Luxembourg’s finance ministry on Wednesday said the treasury had issued a €2.5bn bond  Photo: Matic Zorman / Maison Moderne

Luxembourg’s finance ministry on Wednesday said the treasury had issued a €2.5bn bond  Photo: Matic Zorman / Maison Moderne

The Luxembourg state treasury on Wednesday placed a €2.5bn bond issue to boost liquidity, with demand exceeding the offer.

Luxembourg already in March this year and April last year raised a total of €5bn on the capital markets to help pay for its pandemic rescue package.

The government recently signed a €830m agreement with employer groups and trade unions to combat the energy crisis, including a mix of state subsidies, tax credits and loan guarantees.

The treasury said it issued the €2.5bn bond to “expand its liquidity cushion in the context of the deterioration of the macroeconomic situation and the measures foreseen in the tripartite agreement of 31 March 2022.”

Public debt will rise to €19.5bn or 25.2% of GDP, below a 30% threshold foreseen in the government’s coalition agreement and below a 60% EU goal.

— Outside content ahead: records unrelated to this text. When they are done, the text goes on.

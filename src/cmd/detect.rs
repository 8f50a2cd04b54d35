use std::path::{Path, PathBuf};

use anyhow::{bail, Result};
use clap::Parser;
use log::{error, info};
use serde::Serialize;

use crate::constants::{DEFAULT_MAXGAP, DEFAULT_MINSCORE};
use crate::io::{read_annotation_file, read_breakends_file};
use crate::output::{save_json, save_results, save_scores};
use crate::pipeline::{rt_detect, RtParams};

#[derive(Parser, Debug, Serialize)]
#[command(name = "rtdetect detect")]
#[command(about = "
Detect retrotransposed transcripts from paired breakends and an exon annotation.
", long_about = None)]
#[clap(after_long_help = r#"
Examples:

rtdetect detect --breakends sample.bnd.tsv --exons exons.tsv.gz -o sample.rt.tsv

Format of the breakend table (tab separated, '#' lines are skipped):
id \t chrom \t pos \t strand \t partner_id

Format of the exon table, one row per exon per transcript:
chrom \t start \t end \t strand \t exon_id \t transcript_name \t gene_id \t gene_symbol

"#)]
pub struct DetectCli {
    /// breakend table, plain or gzipped
    #[arg(short, long)]
    pub breakends: PathBuf,

    /// exon annotation table, plain or gzipped
    #[arg(short, long)]
    pub exons: PathBuf,

    /// max distance between a breakend and an exon boundary
    #[arg(short, long, default_value_t = DEFAULT_MAXGAP)]
    pub maxgap: u64,

    /// min fraction of a transcript's junctions observed to keep its junction records
    #[arg(short = 's', long, default_value_t = DEFAULT_MINSCORE)]
    pub minscore: f64,

    /// per-gene result table; gzipped when the name ends in .gz
    #[arg(short, long)]
    pub output: PathBuf,

    /// per-transcript score table
    #[arg(long)]
    pub score_output: Option<PathBuf>,

    /// full report as JSON
    #[arg(long)]
    pub json: Option<PathBuf>,

    /// number of threads
    #[arg(short, long, default_value_t = 1)]
    pub threads: usize,

    /// Verbose mode
    #[arg(long, default_value_t = false)]
    pub verbose: bool,
}

fn check_output_dir(flag: &str, path: &Path) -> bool {
    let parent = match path.parent() {
        Some(p) if !p.as_os_str().is_empty() => p,
        _ => return true,
    };
    if !parent.exists() {
        error!("{}: parent dir {} does not exist", flag, parent.display());
        return false;
    }
    true
}

impl DetectCli {
    pub fn params(&self) -> RtParams {
        RtParams {
            maxgap: self.maxgap,
            minscore: self.minscore,
        }
    }

    pub fn validate(&self) -> Result<()> {
        let mut is_ok = true;

        if !self.breakends.exists() {
            error!(
                "--breakends: file {} does not exist",
                self.breakends.display()
            );
            is_ok = false;
        }

        if !self.exons.exists() {
            error!("--exons: file {} does not exist", self.exons.display());
            is_ok = false;
        }

        if !(0.0..=1.0).contains(&self.minscore) {
            error!("--minscore: {} is not within [0, 1]", self.minscore);
            is_ok = false;
        }

        if self.threads == 0 {
            error!("--threads: must be at least 1");
            is_ok = false;
        }

        is_ok &= check_output_dir("--output", &self.output);
        if let Some(p) = &self.score_output {
            is_ok &= check_output_dir("--score-output", p);
        }
        if let Some(p) = &self.json {
            is_ok &= check_output_dir("--json", p);
        }

        if !is_ok {
            bail!("Please check the input arguments!");
        }
        Ok(())
    }
}

fn greetings(args: &DetectCli) {
    match serde_json::to_string_pretty(&args) {
        Ok(json) => eprintln!("Parsed arguments:\n{}", json),
        Err(e) => eprintln!("Failed to print arguments: {}", e),
    }
}

pub fn run_detect(cli: &DetectCli) -> Result<()> {
    greetings(cli);
    cli.validate()?;

    let breakends = read_breakends_file(&cli.breakends)?;
    let annotation = read_annotation_file(&cli.exons)?;
    let params = cli.params();

    let pool = rayon::ThreadPoolBuilder::new()
        .num_threads(cli.threads)
        .build()?;
    let report = pool.install(|| rt_detect(&breakends, &annotation, &params))?;

    match report.genes() {
        Some(genes) => info!("Found candidate events in {} genes", genes.len()),
        None => info!("No retrotransposed transcript found"),
    }

    save_results(&cli.output, &report, &breakends)?;
    if let Some(path) = &cli.score_output {
        save_scores(path, &report)?;
    }
    if let Some(path) = &cli.json {
        save_json(path, &report)?;
    }

    info!("Done");
    Ok(())
}

#[cfg(test)]
mod tests {
    use super::*;
    use std::fs;

    const BREAKENDS: &str = "#id\tchrom\tpos\tstrand\tpartner\n\
                             A1\tchr1\t2010\t+\tB1\n\
                             B1\tchr1\t1095\t-\tA1\n\
                             A2\tchr1\t4010\t+\tB2\n\
                             B2\tchr1\t3095\t-\tA2\n\
                             C1\tchr1\t5005\t+\tD1\n\
                             D1\tchr5\t500000\t-\tC1\n";

    fn exon_table() -> String {
        let mut text = String::new();
        for i in 1..=5u64 {
            text.push_str(&format!(
                "1\t{}\t{}\t+\tE{}\tTX1\tG1\tGENE1\n",
                i * 1000,
                i * 1000 + 100,
                i
            ));
        }
        text.push_str("GL000220.1\t100\t200\t+\tU1\tTX9\tG9\tGENE9\n");
        text
    }

    fn cli(dir: &Path) -> DetectCli {
        DetectCli {
            breakends: dir.join("bnd.tsv"),
            exons: dir.join("exons.tsv"),
            maxgap: 50,
            minscore: DEFAULT_MINSCORE,
            output: dir.join("out.tsv"),
            score_output: Some(dir.join("scores.tsv")),
            json: Some(dir.join("report.json")),
            threads: 2,
            verbose: false,
        }
    }

    #[test]
    fn test_run_detect_end_to_end() {
        let tmp = tempfile::tempdir().unwrap();
        let dir = tmp.path();
        fs::write(dir.join("bnd.tsv"), BREAKENDS).unwrap();
        fs::write(dir.join("exons.tsv"), exon_table()).unwrap();

        let cli = cli(dir);
        run_detect(&cli).unwrap();

        let out = fs::read_to_string(&cli.output).unwrap();
        let rows: Vec<&str> = out.lines().collect();
        assert!(rows[0].starts_with("gene_symbol\tcategory"));
        assert_eq!(rows.len(), 7);
        assert!(rows[1..].iter().all(|r| r.starts_with("GENE1\t")));

        let scores = fs::read_to_string(dir.join("scores.tsv")).unwrap();
        assert!(scores.contains("TX1\t2\t4\t0.5000\ttrue"));

        let json: serde_json::Value =
            serde_json::from_str(&fs::read_to_string(dir.join("report.json")).unwrap()).unwrap();
        assert!(json["outcome"]["Events"]["GENE1"].is_object());
    }

    #[test]
    fn test_validate_rejects_bad_arguments() {
        let tmp = tempfile::tempdir().unwrap();
        let dir = tmp.path();
        fs::write(dir.join("bnd.tsv"), BREAKENDS).unwrap();
        fs::write(dir.join("exons.tsv"), exon_table()).unwrap();
        assert!(cli(dir).validate().is_ok());

        let mut bad = cli(dir);
        bad.minscore = 2.0;
        assert!(bad.validate().is_err());

        let mut bad = cli(dir);
        bad.threads = 0;
        assert!(bad.validate().is_err());

        let mut bad = cli(dir);
        bad.exons = dir.join("missing.tsv");
        assert!(bad.validate().is_err());

        let mut bad = cli(dir);
        bad.json = Some(dir.join("no_such_dir").join("report.json"));
        assert!(bad.validate().is_err());
    }
}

The bond is divided into two tranches of €1.25bn each. The first will reach maturity in seven years at a coupon rate of 1.375%. The second will reach maturity in 20 years at a coupon rate of 1.75%.

The Spuerkeess, BIL, BGL BNP Paribas, Barclays and Société Générale were the joint lead managers of the government bond, which will be listed on the Luxembourg Stock Exchange.